_WHAT IS EXPECTED_
Using the records below, find every line that includes "StateError" and copy it.

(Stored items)
+===+
//! The connection state machine: TCP transport, the mandatory `HELLO 3`
//! handshake, and the write/read turn that drives one [`Command`].

use std::io::{BufReader, Write};
use std::net::TcpStream;

use crate::codec;
use crate::command::Command;
use crate::error::{ConnectionError, StateError};
use crate::url;
use crate::value::Value;
use crate::RedisError;

/// Header lines longer than this make a response malformed rather than
/// buffered indefinitely. Matches the default the reference implementation
/// uses for its stream's read buffer.
const DEFAULT_LINE_LIMIT: usize = 6000;

type PostConnectHook = Box<dyn FnMut(&mut Connection) -> Result<(), RedisError> + Send>;

struct Transport {
    reader: BufReader<TcpStream>,
    writer: TcpStream,
}

/// A single connection to a Redis-compatible server speaking RESP3.
///
/// `Connection` is a state machine with exactly two observable states: alive
/// (holding an open socket) and not alive (fresh, or closed after
/// [`disconnect`](Connection::disconnect) or a fault). There's no distinct
/// "connecting" or "closing" state to observe, since [`connect`](Connection::connect)
/// and [`disconnect`](Connection::disconnect) are synchronous calls that
/// either complete or fail outright.
///
/// `write_command`, `read_response`, and `discard_response` all require the
/// connection to be alive; calling any of them, or `disconnect`, while not
/// alive raises [`StateError`](crate::StateError).
pub struct Connection {
    host: String,
    port: u16,
    line_limit: usize,
    post_connect_hooks: Vec<(&'static str, PostConnectHook)>,
    transport: Option<Transport>,
}

impl std::fmt::Debug for Connection {
    fn fmt(&self, f: &mut std::fmt::Formatter<'_>) -> std::fmt::Result {
        f.debug_struct("Connection")
            .field("host", &self.host)
            .field("port", &self.port)
            .field("alive", &self.is_alive())
            .finish()
    }
}

impl Connection {
    /// Builds a connection to `host:port`, not yet connected.
    ///
    /// Registers the mandatory `HELLO 3` handshake as a post-connect hook;
    /// every connection built this way runs it on every successful
    /// [`connect`](Connection::connect), with no way to opt out.
    pub fn new(host: impl Into<String>, port: u16) -> Self {
        let mut connection = Connection {
            host: host.into(),
            port,
            line_limit: DEFAULT_LINE_LIMIT,
            post_connect_hooks: Vec::new(),
            transport: None,
        };
        connection.post_connect_hooks.push(("HELLO", Box::new(hello_hook)));
        connection
    }

    /// Alias for [`new`](Connection::new), matching the reference
    /// implementation's `Connection.from_host_port` constructor name.
    pub fn from_host_port(host: impl Into<String>, port: u16) -> Self {
        Connection::new(host, port)
    }

    /// Overrides the transport buffer limit (default 6000 bytes) that
    /// bounds the length of a single response header line.
    ///
    /// Mirrors the reference implementation's `buffer_limit` field, which a
    /// caller sets by passing it to the `Connection` constructor; here it's
    /// a consuming builder method instead, applied before
    /// [`connect`](Connection::connect) since it has no effect on an
    /// already-open transport.
    pub fn with_buffer_limit(mut self, buffer_limit: usize) -> Self {
        self.line_limit = buffer_limit;
        self
    }

    /// The transport buffer limit currently in effect.
    pub fn buffer_limit(&self) -> usize {
        self.line_limit
    }

    /// Builds a connection from a `redis://host:port` URL and connects it
    /// immediately, running the `HELLO` handshake as part of `connect`.
    ///
    /// Mirrors the reference implementation's `from_url`, which is the only
    /// constructor that connects eagerly; [`new`](Connection::new) instead
    /// leaves connecting to a separate call.
    pub fn from_url(raw: &str) -> Result<Self, RedisError> {
        let parsed = url::parse(raw)?;
        let mut connection = Connection::new(parsed.host, parsed.port);
        connection.connect()?;
        Ok(connection)
    }

    /// The host this connection talks, or would talk, to.
    pub fn host(&self) -> &str {
        &self.host
    }

    /// The port this connection talks, or would talk, to.
    pub fn port(&self) -> u16 {
        self.port
    }

    /// `true` if the socket is open.
    pub fn is_alive(&self) -> bool {
        self.transport.is_some()
    }

    /// Registers an additional hook to run, in registration order after
    /// `HELLO`, on every successful [`connect`](Connection::connect).
    ///
    /// `name` replaces any previously registered hook of the same name,
    /// matching the reference implementation's map-keyed-by-name hook
    /// registry; registering a hook named `"HELLO"` would be a logic error,
    /// since it shadows the mandatory handshake, so this method is not the
    /// place to do that — it always runs `HELLO` first regardless.
    pub fn add_post_connect_hook(
        &mut self,
        name: &'static str,
        hook: impl FnMut(&mut Connection) -> Result<(), RedisError> + Send + 'static,
    ) {
        self.post_connect_hooks.retain(|(existing, _)| *existing != name);
        self.post_connect_hooks.push((name, Box::new(hook)));
    }

    /// Opens the TCP transport and runs every registered post-connect hook,
    /// `HELLO` first.
    ///
    /// If a hook fails, the connection is torn back down before the error is
    /// returned — a failed handshake never leaves a half-initialized,
    /// "alive" connection behind.
    pub fn connect(&mut self) -> Result<(), RedisError> {
        let stream = TcpStream::connect((self.host.as_str(), self.port)).map_err(|source| {
            ConnectionError::Connect {
                host: self.host.clone(),
                port: self.port,
                source,
            }
        })?;
        stream.set_nodelay(true).map_err(|source| ConnectionError::Connect {
            host: self.host.clone(),
            port: self.port,
            source,
        })?;

        log::info!("connected to {}:{}", self.host, self.port);

        let writer = stream.try_clone().map_err(|source| ConnectionError::Connect {
            host: self.host.clone(),
            port: self.port,
            source,
        })?;
        self.transport = Some(Transport {
            reader: BufReader::new(stream),
            writer,
        });

        // Hooks take `&mut Connection`, so they can't be iterated while
        // borrowed out of `self`; take the list out and put it back after,
        // the same shape the reference implementation gets from an
        // (inherently re-entrant-safe) iteration over a weak-valued map.
        let mut hooks = std::mem::take(&mut self.post_connect_hooks);
        let mut failure = None;
        for (name, hook) in hooks.iter_mut() {
            log::debug!("running post-connect hook {name:?}");
            if let Err(e) = hook(self) {
                failure = Some(e);
                break;
            }
        }
        self.post_connect_hooks = hooks;

        if let Some(e) = failure {
            log::warn!("post-connect hook failed, closing connection: {e}");
            self.transport = None;
            return Err(e);
        }

        Ok(())
    }

    /// Closes the socket. Requires the connection to be alive: calling this
    /// twice in a row is a [`StateError`], not a no-op.
    pub fn disconnect(&mut self) -> Result<(), RedisError> {
        if self.transport.take().is_none() {
            return Err(StateError.into());
        }
        log::info!("disconnected from {}:{}", self.host, self.port);
        Ok(())
    }

    /// Writes `cmd` to the socket.
    ///
    /// A write fault always closes the connection — there's no
    /// `disconnect_on_error` knob here, since a partially written command
    /// leaves the stream unrecoverably mis-framed regardless of what the
    /// caller wanted to do with the (nonexistent) response.
    pub fn write_command(&mut self, cmd: &Command) -> Result<(), RedisError> {
        let transport = self.transport.as_mut().ok_or(StateError)?;
        log::trace!("-> {cmd}");

        let result = codec::encode_command(&mut transport.writer, cmd)
            .and_then(|()| transport.writer.flush());

        if let Err(source) = result {
            self.transport = None;
            return Err(ConnectionError::Write {
                host: self.host.clone(),
                port: self.port,
                source,
            }
            .into());
        }

        Ok(())
    }

    /// Reads and decodes one response.
    ///
    /// If `disconnect_on_error` is `true`, any fault (I/O, framing, an
    /// unsupported Push/Attribute frame) closes the connection before the
    /// error is returned. A [`ResponseError`](crate::ResponseError) — the
    /// server replying with its own error tag — is not treated as a fault
    /// here regardless of the flag, since the response was still completely
    /// and correctly framed.
    pub fn read_response(&mut self, disconnect_on_error: bool) -> Result<Value, RedisError> {
        let transport = self.transport.as_mut().ok_or(StateError)?;
        let result = codec::decode_response(&mut transport.reader, self.line_limit);
        self.finish_read(result, disconnect_on_error)
    }

    /// Reads and discards one response, the same way [`read_response`](Connection::read_response)
    /// does, but without materializing a [`Value`].
    pub fn discard_response(&mut self, disconnect_on_error: bool) -> Result<(), RedisError> {
        let transport = self.transport.as_mut().ok_or(StateError)?;
        let result = codec::discard_response(&mut transport.reader, self.line_limit);
        self.finish_read(result, disconnect_on_error)
    }

    fn finish_read<T>(
        &mut self,
        result: Result<T, crate::CodecError>,
        disconnect_on_error: bool,
    ) -> Result<T, RedisError> {
        match result {
            Ok(value) => Ok(value),
            Err(crate::CodecError::Response(e)) => Err(e.into()),
            Err(crate::CodecError::Unsupported(tag)) => {
                if disconnect_on_error {
                    self.transport = None;
                }
                Err(RedisError::NotImplemented(tag))
            }
            Err(crate::CodecError::Io(source)) => {
                if disconnect_on_error {
                    self.transport = None;
                }
                Err(ConnectionError::Read {
                    host: self.host.clone(),
                    port: self.port,
                    source,
                }
                .into())
            }
        }
    }
}

impl Drop for Connection {
    fn drop(&mut self) {
        if self.transport.is_some() {
            log::debug!("dropping connection to {}:{} while still alive", self.host, self.port);
        }
    }
}

fn hello_hook(connection: &mut Connection) -> Result<(), RedisError> {
    connection.write_command(&Command::new("HELLO").arg("3"))?;
    let hello = connection.read_response(true)?;

    let proto_is_three = match &hello {
        Value::Map(pairs) => pairs.iter().any(|(k, v)| {
            k.as_bytes() == Some(&b"proto"[..]) && matches!(v, Value::Integer(3))
        }),
        _ => false,
    };

    if !proto_is_three {
        return Err(RedisError::Handshake(
            "server did not acknowledge protocol version 3".to_owned(),
        ));
    }

    Ok(())
}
+===+
_WORKED SOLUTION_
use crate::error::{ConnectionError, StateError};
/// alive raises [`StateError`](crate::StateError).
    /// twice in a row is a [`StateError`], not a no-op.
            return Err(StateError.into());
        let transport = self.transport.as_mut().ok_or(StateError)?;
        let transport = self.transport.as_mut().ok_or(StateError)?;
        let transport = self.transport.as_mut().ok_or(StateError)?;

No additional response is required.